What do Benson Henderson, Georges St-Pierre and Jon Fitch have in common?

None of those three fighters have finished an opponent in three or more years.

What do Benson Henderson, Georges St-Pierre and Jon Fitch NOT have in common?

Henderson is the only one of those fighters that MMA people don’t complain about always going the distance in fights. Interesting, isn’t it?

There are reasons for this, one of which is that Henderson hasn’t been in the UFC as long as GSP or Fitch (who is now in World Series of Fighting).

But the bigger reason is this: Henderson has been far more exciting to watch on his feet.
That’s not to say that Henderson is a better mixed martial artist than St-Pierre, just in case you misread the previous sentence.

Henderson has put on six solid performances in a row since joining the UFC, all of which went the distance. He destroyed Jim Miller in 2011, ending his seven-fight win streak and immediate lightweight title hopes. He also battled Frankie Edgar for 10 rounds in 2012, winning a unanimous decision and then a split decision in the rematch, a pair of fights that no one should ever complain about watching. Last December, he pitched a shutout against Nate Diaz, outstriking one of the best boxers in the UFC.

Again, those fights all went to the judges’ scorecards.

GSP last stopped an opponent on Jan. 31, 2009, when B.J. Penn didn’t answer the bell for the fifth round. Since then, it has been six straight five-rounders, full of takedowns and wrestling, takedowns and wrestling. To be fair, though, there was the Josh Koscheck fight where it looked like GSP invented the left jab, and the Carlos Condit fight.

But as terrific and dominant a fighter as St-Pierre is, he draws criticism for being less exciting to watch. Those who can appreciate greatness and technical MMA should have no problem watching GSP’s fights. But those who want knockouts, submissions, blood and drama are often left disappointed after another GSP takedown-fest.

Fitch was the same way in the UFC, and will likely do the same in WSOF. He’s a wrestler, a grappler, a grinder. It got him this far, so why change, right? But he’ll likely never be mistaken for a fighter who will generate highlight-reel knockouts. Submissions, maybe, but even those have been rare.

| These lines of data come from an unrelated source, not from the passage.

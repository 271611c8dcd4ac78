//! fxcache caches backdrop filter results for GPU scene-graph compositors.
//!
//! Each effect node owns a [`FilterCacheManager`] holding two images: the captured backdrop
//! (snapshot) and the filtered result (filtered snapshot). Per frame:
//!
//! - The producer side marks intents (filter changes, region changes, dirty rects)
//! - [`FilterCacheManager::commit`] publishes them and decides what to invalidate
//! - [`FilterCacheManager::draw_filter`] reuses, refilters, regenerates or offloads the blur
#![forbid(unsafe_code)]
#![deny(missing_docs)]

mod foundation;

/// Canvas, capture and filter-execution contracts.
pub mod backend;
/// Snapshot storage.
pub mod cache;
/// Cache tuning knobs.
pub mod config;
/// Filter descriptors and their identity.
pub mod filter;
pub mod headless;
/// Per-node cache manager.
pub mod manager;
pub mod offload;
pub mod policy;
pub mod pressure;
pub mod replay;
pub mod sync;

pub use crate::foundation::core::{Affine, DeviceRect, GpuContextId, NodeId, Rect, Vec2};
pub use crate::foundation::error::{FxCacheError, FxCacheResult};

pub use crate::backend::{Canvas, FilterExecutor, SnapshotCapturer, SurfaceSnapshotCapturer};
pub use crate::cache::region::{BackendHandle, CachedImageRegion, GpuImage, ImageId, ImageRef};
pub use crate::cache::store::{CacheSlot, CacheState, CacheType};
pub use crate::config::FilterCacheConfig;
pub use crate::filter::{FilterDescriptor, FilterIdentity, FilterKind};
pub use crate::manager::{DrawOutcome, FilterCacheManager, FilterCacheStats};
pub use crate::offload::{
    HardwareOffloadAdapter, HardwareOffloadDevice, HardwareOffloadOutputItem, OffloadStats,
};
pub use crate::policy::dirty::DirtyRegion;
pub use crate::policy::{CacheFlags, InvalidationReason};
pub use crate::pressure::{MemoryPressureSignal, SharedMemoryPressure};
pub use crate::replay::{ReplayReport, Scenario, replay};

Fitch’s last submission victory came when George W. Bush was still president.
Fitch submitted Roan Carneiro on Jun 12, 2007. Since then, 11 of his 12 fights went the distance, with the lone stoppage coming two punches and 12 seconds into his knockout loss against Johny Hendricks.

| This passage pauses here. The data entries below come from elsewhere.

//! Pure invalidation decisions for the snapshot / filtered-snapshot pair.
//!
//! Everything the cache knows about a frame is folded into a [`PolicyInput`]; [`evaluate`] turns
//! it into the set of slots to drop. No I/O, no GPU handles, no clock.

/// Dirty-rectangle sets supplied by the pipeline driver.
pub mod dirty;

use crate::cache::store::CacheType;
use crate::filter::FilterIdentity;
use crate::foundation::core::DeviceRect;
use crate::policy::dirty::DirtyRegion;

bitflags::bitflags! {
    /// Per-frame environment flags recorded by the producer and committed for the render side.
    #[derive(Clone, Copy, Debug, Default, PartialEq, Eq, Hash)]
    pub struct CacheFlags: u16 {
        /// Reuse whatever is cached, regardless of other triggers (frozen backdrop).
        const FORCE_USE = 1 << 0;
        /// Drop both slots this frame.
        const FORCE_CLEAR = 1 << 1;
        /// The filter identity differs from the one that produced the filtered snapshot.
        const FILTER_HASH_CHANGED = 1 << 2;
        /// The filter region moved or grew.
        const REGION_CHANGED = 1 << 3;
        /// Dirty rects of this frame touch the cached region.
        const INTERACTS_WITH_DIRTY = 1 << 4;
        /// Device rotation changed since capture.
        const ROTATION_CHANGED = 1 << 5;
        /// The node is an effect node whose output feeds other nodes.
        const EFFECT_NODE = 1 << 6;
        /// Nothing of the node is visible this frame.
        const OCCLUDED = 1 << 7;
        /// The filter covers a large part of the screen.
        const LARGE_AREA = 1 << 8;
        /// No further frame is scheduled; large-area deferral must not apply.
        const FORCE_CLEAR_WITH_LAST_FRAME = 1 << 9;

        /// Flags that survive `commit` until explicitly unmarked.
        const STICKY = Self::FORCE_USE.bits() | Self::OCCLUDED.bits();
    }
}

bitflags::bitflags! {
    /// Why slots were (or would have been) dropped, for logs and statistics.
    #[derive(Clone, Copy, Debug, Default, PartialEq, Eq, Hash)]
    pub struct InvalidationReason: u8 {
        /// Explicit force-clear.
        const FORCE_CLEAR = 1 << 0;
        /// The cached region covers no pixel.
        const ZERO_AREA = 1 << 1;
        /// New filter parameters.
        const FILTER_HASH = 1 << 2;
        /// Draw region no longer contained in the cached region.
        const REGION = 1 << 3;
        /// Backdrop under the cached region changed.
        const DIRTY = 1 << 4;
        /// Device rotation changed.
        const ROTATION = 1 << 5;
        /// An earlier deferred invalidation came due.
        const PENDING_PURGE = 1 << 6;
    }
}

/// Snapshot of everything [`evaluate`] looks at.
#[derive(Clone, Debug)]
pub struct PolicyInput<'a> {
    /// Committed flags for this frame.
    pub flags: CacheFlags,
    /// Identity of the filter about to be drawn.
    pub current_identity: FilterIdentity,
    /// Identity that produced the cached filtered snapshot, if known.
    pub cached_identity: Option<FilterIdentity>,
    /// Region the filter wants to read this frame.
    pub current_region: DeviceRect,
    /// Region the cache was validated for.
    pub cached_region: DeviceRect,
    /// Dirty rects of this frame.
    pub dirty: &'a DirtyRegion,
    /// Slots currently holding an image.
    pub cached: CacheType,
    /// Frames since the last snapshot capture.
    pub cache_age: u32,
    /// Whether an earlier invalidation was deferred.
    pub pending_purge: bool,
    /// Whether the filter tolerates being served stale.
    pub can_skip_frame: bool,
    /// Frames a large-area filter may be served stale, `0` disables deferral.
    pub refresh_interval: u32,
    /// Whether occlusion defers soft invalidations.
    pub occlusion_serves_stale: bool,
}

/// Outcome of [`evaluate`].
#[derive(Clone, Copy, Debug, Default, PartialEq, Eq)]
pub struct PolicyDecision {
    /// Slots to drop before drawing.
    pub clear: CacheType,
    /// The kept filtered snapshot may be drawn even though it is known to be stale.
    pub serve_stale: bool,
    /// At least one invalidation was postponed this frame.
    pub deferred: bool,
    /// Pending-purge marker to store after applying the decision.
    pub pending_purge: bool,
    /// Reasons behind `clear` (or behind the deferral).
    pub reasons: InvalidationReason,
}

impl PolicyDecision {
    fn clear_both(reason: InvalidationReason) -> Self {
        Self {
            clear: CacheType::BOTH,
            reasons: reason,
            ..Self::default()
        }
    }

    /// Return `true` when the snapshot survives the decision.
    pub fn keeps_snapshot(&self) -> bool {
        !self.clear.contains(CacheType::SNAPSHOT)
    }

    /// Return `true` when the filtered snapshot survives the decision.
    pub fn keeps_filtered(&self) -> bool {
        !self.clear.contains(CacheType::FILTERED_SNAPSHOT)
    }
}

/// Decide which cached slots are still usable.
///
/// Rules, first match wins:
///
/// 1. force-clear drops both;
/// 2. a zero-area cached region drops both;
/// 3. force-use keeps both;
/// 4. while occluded, every remaining trigger is deferred and the cache served stale;
/// 5. region change or rotation drops both;
/// 6. dirty overlap drops both, unless a skippable large-area filter is younger than the refresh
///    interval, in which case the drop is deferred;
/// 7. a deferred invalidation that is no longer deferred drops both;
/// 8. a new filter identity drops the filtered snapshot only.
///
/// The snapshot is never dropped while the filtered snapshot is kept.
pub fn evaluate(input: &PolicyInput<'_>) -> PolicyDecision {
    if input.cached.is_empty() {
        return PolicyDecision::default();
    }
    let flags = input.flags;

    if flags.contains(CacheFlags::FORCE_CLEAR) {
        return PolicyDecision::clear_both(InvalidationReason::FORCE_CLEAR);
    }
    if input.cached_region.is_empty() {
        return PolicyDecision::clear_both(InvalidationReason::ZERO_AREA);
    }
    if flags.contains(CacheFlags::FORCE_USE) {
        return PolicyDecision {
            pending_purge: input.pending_purge,
            ..PolicyDecision::default()
        };
    }

    let mut triggers = InvalidationReason::empty();
    if flags.contains(CacheFlags::FILTER_HASH_CHANGED)
        || input
            .cached_identity
            .is_some_and(|cached| cached != input.current_identity)
    {
        triggers |= InvalidationReason::FILTER_HASH;
    }
    if flags.contains(CacheFlags::REGION_CHANGED)
        || (!input.current_region.is_empty()
            && !input.cached_region.contains(input.current_region))
    {
        triggers |= InvalidationReason::REGION;
    }
    if flags.contains(CacheFlags::INTERACTS_WITH_DIRTY) || input.dirty.intersects(input.cached_region)
    {
        triggers |= InvalidationReason::DIRTY;
    }
    if flags.contains(CacheFlags::ROTATION_CHANGED) {
        triggers |= InvalidationReason::ROTATION;
    }

    if flags.contains(CacheFlags::OCCLUDED) && input.occlusion_serves_stale {
        let stale = !triggers.is_empty();
        return PolicyDecision {
            serve_stale: stale,
            deferred: stale,
            pending_purge: input.pending_purge || stale,
            reasons: triggers,
            ..PolicyDecision::default()
        };
    }

    let hard = triggers & (InvalidationReason::REGION | InvalidationReason::ROTATION);
    if !hard.is_empty() {
        return PolicyDecision::clear_both(triggers);
    }

    let mut decision = PolicyDecision::default();
    if triggers.contains(InvalidationReason::DIRTY) {
        let deferrable = flags.contains(CacheFlags::LARGE_AREA)
            && input.can_skip_frame
            && !flags.contains(CacheFlags::FORCE_CLEAR_WITH_LAST_FRAME)
            && input.cache_age < input.refresh_interval;
        if !deferrable {
            return PolicyDecision::clear_both(triggers);
        }
        decision.deferred = true;
        decision.serve_stale = true;
        decision.pending_purge = true;
        decision.reasons |= InvalidationReason::DIRTY;
    } else if input.pending_purge {
        return PolicyDecision::clear_both(triggers | InvalidationReason::PENDING_PURGE);
    }

    if triggers.contains(InvalidationReason::FILTER_HASH) {
        decision.clear |= CacheType::FILTERED_SNAPSHOT;
        decision.reasons |= InvalidationReason::FILTER_HASH;
        // A new filter has nothing stale to serve.
        decision.serve_stale = false;
    }
    decision
}

#[cfg(test)]
#[path = "../../tests/unit/policy/mod.rs"]
mod tests;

So what does this have to do with Henderson, who defends his lightweight title against Gilbert Melendez this Saturday at UFC on Fox 7? He goes the distance, just like these other top fighters, the difference being you don’t notice it as much as the fifth round ends. Why? Because those 25 minutes are typically thrilling, back and forth, on the ground and on their feet.